I agree that being on life-hating auto-pilot and just continuing to push is an awful way to go through life. But if you’re not there, waiting until all your internal sub-agents align with your goals is the perfect strategy for high motivation, low productivity, and no success.
I agree that being on life-hating auto-pilot and just continuing to push is an awful way to go through life.
Right. The point is, if whatever you call “willpower” isn’t working for you now, doing more of it is not likely to produce any better results. (Definition of insanity, and all that.)
But then when it comes time to actually develop a new habit (the way real people avoid needing willpower in the long run), they will be unable to get through the first week.
The problem with your hypothesis here is that there are two very different ways to build a habit that can be described as using “willpower”… but the one that actually works is really a special kind of pre-commitment, and isn’t willpower at all.
In the less-useful way, somebody simply “decides” that they’re going to build this habit, and they attempt to deal with conflicts as they come up. So, they haven’t, for example, already decided that if they don’t feel like exercising, they’re still going to do it. Instead, at the point of precommitment, they simply assume they’re still going to feel the same way about their decision all week.
And that’s what I’m referring to as using willpower: attempting to override conflicts on-the-fly by pushing through them.
The type of precommitment that works, OTOH, (and this is backed by at least one study that I know of) is to identify in advance what kinds of obstacles you’re likely to face, imagining them in experiential detail, and preparing for how to handle them.
People who take this approach more-or-less automatically (i.e. without having explicitly been taught or told to do so) are likely to still describe this as “willpower” or “gutting it out” or, “you just have to decide/make up your mind”, or any number of other descriptions that sound like they’re the same thing as using raw willpower to override conflicts as they come up.
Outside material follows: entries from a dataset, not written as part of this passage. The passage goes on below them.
impl<S: SessionState> SessionHandler<S> {
    pub fn new(factory: SessionFactory<S>, idle_ttl: Duration) -> Self {
        Self {
            sessions: Mutex::new(HashMap::new()),
            factory,
            opener: None,
            idle_ttl,
        }
    }

    /// Build sessions opened by [`SessionHandler::with_opened_session`] with `opener`
    pub fn with_opener(mut self, opener: SessionFactory<S>) -> Self {
        self.opener = Some(opener);
        self
    }

    /// Feed a packet from `addr` to its session, creating the session on first contact
    #[instrument(level = "debug", skip(self, packet))]
    pub fn consume(&self, addr: SocketAddr, packet: Packet) -> Result<Option<Frame>> {
        self.with_session(addr, |session| session.consume_packet(packet))
    }

    /// Run `f` on the session of `addr`, creating it if needed
    pub fn with_session<T>(
        &self,
        addr: SocketAddr,
        f: impl FnOnce(&mut S) -> Result<T>,
    ) -> Result<T> {
        self.run_in_slot(addr, &self.factory, f)
    }

    /// Like [`SessionHandler::with_session`], creating a missing session with the opener
    pub fn with_opened_session<T>(
        &self,
        addr: SocketAddr,
        f: impl FnOnce(&mut S) -> Result<T>,
    ) -> Result<T> {
        let make = self.opener.as_ref().unwrap_or(&self.factory);
        self.run_in_slot(addr, make, f)
    }

    fn run_in_slot<T>(
        &self,
        addr: SocketAddr,
        make: &SessionFactory<S>,
        f: impl FnOnce(&mut S) -> Result<T>,
    ) -> Result<T> {
        let slot = {
            let mut sessions = self
                .sessions
                .lock()
                .map_err(|_| ProtocolError::Custom(constants::ERR_REGISTRY_LOCK.to_string()))?;
            Self::sweep_locked(&mut sessions, self.idle_ttl);
            let slot = sessions
                .entry(addr)
                .or_insert_with(|| {
                    debug!(%addr, "Creating session");
                    Arc::new(SessionSlot {
                        session: Mutex::new(make(addr)),
                        users: AtomicUsize::new(0),
                    })
                })
                .clone();
            slot.users.fetch_add(1, Ordering::AcqRel);
            slot
        };

        let _guard = InUseGuard(&slot.users);
        let mut session = slot
            .session
            .lock()
            .map_err(|_| ProtocolError::Custom(constants::ERR_SESSION_LOCK.to_string()))?;
        f(&mut *session)
    }

    /// Run `f` on an existing session without creating one
    pub fn session<T>(&self, addr: SocketAddr, f: impl FnOnce(&mut S) -> T) -> Result<Option<T>> {
        let slot = {
            let sessions = self
                .sessions
                .lock()
                .map_err(|_| ProtocolError::Custom(constants::ERR_REGISTRY_LOCK.to_string()))?;
            match sessions.get(&addr) {
                Some(slot) => {
                    slot.users.fetch_add(1, Ordering::AcqRel);
                    Arc::clone(slot)
                }
                None => return Ok(None),
            }
        };

        let _guard = InUseGuard(&slot.users);
        let mut session = slot
            .session
            .lock()
            .map_err(|_| ProtocolError::Custom(constants::ERR_SESSION_LOCK.to_string()))?;
        Ok(Some(f(&mut *session)))
    }

    fn sweep_locked(sessions: &mut HashMap<SocketAddr, Arc<SessionSlot<S>>>, ttl: Duration) -> usize {
        let before = sessions.len();
        sessions.retain(|_, slot| {
            if slot.users.load(Ordering::Acquire) > 0 {
                return true;
            }
            match slot.session.try_lock() {
                Ok(session) => session.last_updated().elapsed() <= ttl,
                Err(TryLockError::WouldBlock) => true,
                Err(TryLockError::Poisoned(_)) => false,
            }
        });
        let removed = before - sessions.len();
        if removed > 0 {
            debug!(removed, remaining = sessions.len(), "Swept idle sessions");
        }
        removed
    }

    /// Forget idle sessions now; returns how many were removed
    pub fn sweep(&self) -> Result<usize> {
        let mut sessions = self
            .sessions
            .lock()
            .map_err(|_| ProtocolError::Custom(constants::ERR_REGISTRY_LOCK.to_string()))?;
        Ok(Self::sweep_locked(&mut sessions, self.idle_ttl))
    }

    pub fn contains(&self, addr: SocketAddr) -> bool {
        self.sessions
            .lock()
            .map(|sessions| sessions.contains_key(&addr))
            .unwrap_or(false)
    }

    pub fn len(&self) -> usize {
        self.sessions.lock().map(|s| s.len()).unwrap_or(0)
    }

    pub fn is_empty(&self) -> bool {
        self.len() == 0
    }

    pub fn idle_ttl(&self) -> Duration {
        self.idle_ttl
    }
}

impl SessionHandler<ServerSession> {
    /// Server registry whose sessions share one reply handler, settings and registry
    pub fn for_server(
        settings: ServerSettings,
        handler: Arc<dyn CommandHandler>,
        registry: Arc<MessageRegistry>,
        idle_ttl: Duration,
    ) -> Self {
        let settings = Arc::new(settings);
        let factory: SessionFactory<ServerSession> = Arc::new(move |_addr| {
            ServerSession::new(Arc::clone(&settings), Arc::clone(&handler), Arc::clone(&registry))
        });
        Self::new(factory, idle_ttl)
    }
}

impl SessionHandler<ClientSession> {
    pub fn for_client(registry: Arc<MessageRegistry>, settings: ClientSettings) -> Self {
        let ClientSettings {
            reassembly_deadline,
            max_fragment_size,
            session_ttl,
        } = settings;
        let factory: SessionFactory<ClientSession> = Arc::new(move |_addr| {
            ClientSession::new(Arc::clone(&registry), reassembly_deadline, max_fragment_size)
        });
        Self::new(factory, session_ttl)
    }

    /// Start a command towards `addr`
    #[instrument(level = "debug", skip(self, command), fields(kind = command.kind_name()))]
    pub fn send_command(&self, addr: SocketAddr, command: Message) -> Result<Frame> {
        self.with_session(addr, |session| session.send_command(command))
    }
}

impl SessionHandler<Session> {
    /// Endpoints that write first get an answering session; endpoints we query get an
    /// asking one
    pub fn for_peers(
        server: ServerSettings,
        handler: Arc<dyn CommandHandler>,
        registry: Arc<MessageRegistry>,
        client: ClientSettings,
    ) -> Self {
        let server = Arc::new(server);
        let answer_registry = Arc::clone(&registry);
        let answering: SessionFactory<Session> = Arc::new(move |_addr| {
            Session::Server(ServerSession::new(
                Arc::clone(&server),
                Arc::clone(&handler),
                Arc::clone(&answer_registry),
            ))
        });
        let ClientSettings {
            reassembly_deadline,
            max_fragment_size,
            session_ttl,
        } = client;
        let asking: SessionFactory<Session> = Arc::new(move |_addr| {
            Session::Client(ClientSession::new(
                Arc::clone(&registry),
                reassembly_deadline,
                max_fragment_size,
            ))
        });
        Self::new(answering, session_ttl).with_opener(asking)
    }

    /// Start a command towards `addr`
    ///
    /// # Errors
    /// `Custom` when `addr` already holds an answering session, plus the asking role's own
    /// errors.
    #[instrument(level = "debug", skip(self, command), fields(kind = command.kind_name()))]
    pub fn send_command(&self, addr: SocketAddr, command: Message) -> Result<Frame> {
        self.with_opened_session(addr, |session| match session.as_client_mut() {
            Some(client) => client.send_command(command),
            None => Err(ProtocolError::Custom(constants::ERR_PEER_ANSWERING.to_string())),
        })
    }
}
Good answer. I don’t agree with it but it is a good answer all the same. I disagree only in as much as I would describe PJ’s suggestions somewhat differently. “Use willpower wisely” instead of as a tool for self flagellation and definitely no waiting.
Really? Which idea of his helped you make that substantial change? Maybe I should take another look at his stuff. I’ve tried reading him before but found it to be a mix of obvious life insights + harmfully wrong motivational advice.
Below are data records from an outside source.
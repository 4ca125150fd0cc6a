//! # Reply Cache
//!
//! Short-lived memoization of built reply frames, keyed by request kind rather than by
//! requester. Every peer asking for the rules within the TTL receives the same frame,
//! fragmentation id included.
//!
//! ## Features
//! - **Thread-safe**: one `Mutex` around a four-entry map
//! - **TTL-based expiration**: entries older than the TTL are rebuilt on next use
//! - **Lock-free builds**: the lock is released while a reply is being built
//!
//! ## Usage
//! ```rust
//! use std::time::Duration;
//! use source_query_protocol::transport::reply_cache::{ReplyCache, ReplyKind};
//! use source_query_protocol::{Frame, Message};
//!
//! let cache = ReplyCache::new(Duration::from_secs(5));
//! let frame = cache
//!     .get_or_build(ReplyKind::Info, || Frame::from_message(Message::challenge_reply(1), 1248))
//!     .unwrap();
//! assert!(cache.get(ReplyKind::Info).is_some());
//! # let _ = frame;
//! ```

use std::collections::HashMap;
use std::sync::Mutex;
use std::time::{Duration, Instant};

use tracing::{debug, trace};

use crate::error::{constants, ProtocolError, Result};
use crate::protocol::frame::Frame;

/// Request kinds whose replies are cached
#[derive(Debug, Clone, Copy, PartialEq, Eq, Hash)]
pub enum ReplyKind {
    Info,
    Rules,
    Players,
    PlayersEx,
}

/// A cached reply with its build time
#[derive(Debug, Clone)]
struct CacheEntry {
    frame: Frame,
    created_at: Instant,
}

impl CacheEntry {
    fn is_expired(&self, ttl: Duration) -> bool {
        self.created_at.elapsed() > ttl
    }
}

#[derive(Debug, Default)]
struct ReplyCacheInner {
    entries: HashMap<ReplyKind, CacheEntry>,
    hits: u64,
    misses: u64,
}

/// TTL cache of built reply frames
#[derive(Debug)]
pub struct ReplyCache {
    ttl: Duration,
    inner: Mutex<ReplyCacheInner>,
}

impl ReplyCache {
    pub fn new(ttl: Duration) -> Self {
        Self {
            ttl,
            inner: Mutex::new(ReplyCacheInner::default()),
        }
    }

    pub fn ttl(&self) -> Duration {
        self.ttl
    }

    fn lock(&self) -> Result<std::sync::MutexGuard<'_, ReplyCacheInner>> {
        self.inner
            .lock()
            .map_err(|_| ProtocolError::Custom(constants::ERR_CACHE_LOCK.to_string()))
    }

    /// Cached frame for `kind`, if still fresh
    pub fn get(&self, kind: ReplyKind) -> Option<Frame> {
        let mut inner = self.lock().ok()?;
        let fresh = inner
            .entries
            .get(&kind)
            .filter(|entry| !entry.is_expired(self.ttl))
            .map(|entry| entry.frame.clone());

        match fresh {
            Some(frame) => {
                inner.hits += 1;
                trace!(?kind, "Reply cache hit");
                Some(frame)
            }
            None => {
                inner.misses += 1;
                inner.entries.remove(&kind);
                trace!(?kind, "Reply cache miss or expired");
                None
            }
        }
    }

    pub fn store(&self, kind: ReplyKind, frame: Frame) -> Result<()> {
        let mut inner = self.lock()?;
        inner.entries.insert(
            kind,
            CacheEntry {
                frame,
                created_at: Instant::now(),
            },
        );
        Ok(())
    }

    /// Return the cached frame or build, store and return a new one
    pub fn get_or_build<F>(&self, kind: ReplyKind, build: F) -> Result<Frame>
    where
        F: FnOnce() -> Result<Frame>,
    {
        if let Some(frame) = self.get(kind) {
            return Ok(frame);
        }
        let frame = build()?;
        self.store(kind, frame.clone())?;
        Ok(frame)
    }

    pub fn invalidate(&self, kind: ReplyKind) -> Result<()> {
        self.lock()?.entries.remove(&kind);
        Ok(())
    }

    /// Clear all replies from the cache
    pub fn clear(&self) -> Result<()> {
        let mut inner = self.lock()?;
        let count = inner.entries.len();
        inner.entries.clear();
        debug!(cleared_count = count, "Reply cache cleared");
        Ok(())
    }

    /// Get current cache statistics
    pub fn stats(&self) -> ReplyCacheStats {
        match self.lock() {
            Ok(inner) => ReplyCacheStats {
                total_entries: inner.entries.len(),
                expired_count: inner
                    .entries
                    .values()
                    .filter(|e| e.is_expired(self.ttl))
                    .count(),
                hits: inner.hits,
                misses: inner.misses,
            },
            Err(_) => ReplyCacheStats::default(),
        }
    }
}

/// Statistics about the reply cache
#[derive(Debug, Clone, Copy, Default, PartialEq, Eq)]
pub struct ReplyCacheStats {
    pub total_entries: usize,
    /// Expired but not yet evicted entries
    pub expired_count: usize,
    pub hits: u64,
    pub misses: u64,
}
I’m a member of his group so I’ve gotten personal assistance but what I’ve done is basically first diagnose my problems by using his so called RMI technique, which I’m pretty sure he’s mentioned several times here in the comments, which basically just consists of sincerely questioning yourself about your problem and passively notice what comes to mind without trying to rationalize it away logically.
Through that technique I found out that I’ve unconsciously judged all my decisions in life for “goodness”, that is I’ve constantly feared that I’ll not be a good person if I make the wrong decisions. Unfortunately the number of rules for things which make me a bad person have been very large so I’ve basically lived a passive lonely life waiting for someone to come and tell me what to do. One particularly frustrating thing has been that I’ve felt that I’m a bad person if I actually try to take control over my life, and that includes using PJs methods, so for about six months I’ve been completely clear on what my problem is, how to solve it, believed that it would work on a rational level, but at the same time feeling completely uninterested in actually doing anything about it. The trigger for action was when my girlfriend broke up with me and I temporarily got into an emotional state where I felt that I had nothing to lose, and since I knew PJs techniques I managed to use the opportunity to break the deadlock.
The specific technique I used is his so called “rights work”, which I also think he’s mentioned here. You basically tell yourself that you have the right to feel feeling X even if condition Y is true. The big one for me was when I hit upon the phrase: “I have the right to feel like a good person no matter what I do.”
Realising that instantly made me start to cry what can best be described as tears of joy mixed up with some anger and indignation. Then after a couple of minutes it was over and now I feel like a completely different person. Or rather closer to the person I’ve always wanted to be but never felt I’ve been allowed to be. For example, writing this answer has been trivial whereas I’ve previously been a chronic lurker on all forums I frequent due to worrying about what everyone will think of my writings.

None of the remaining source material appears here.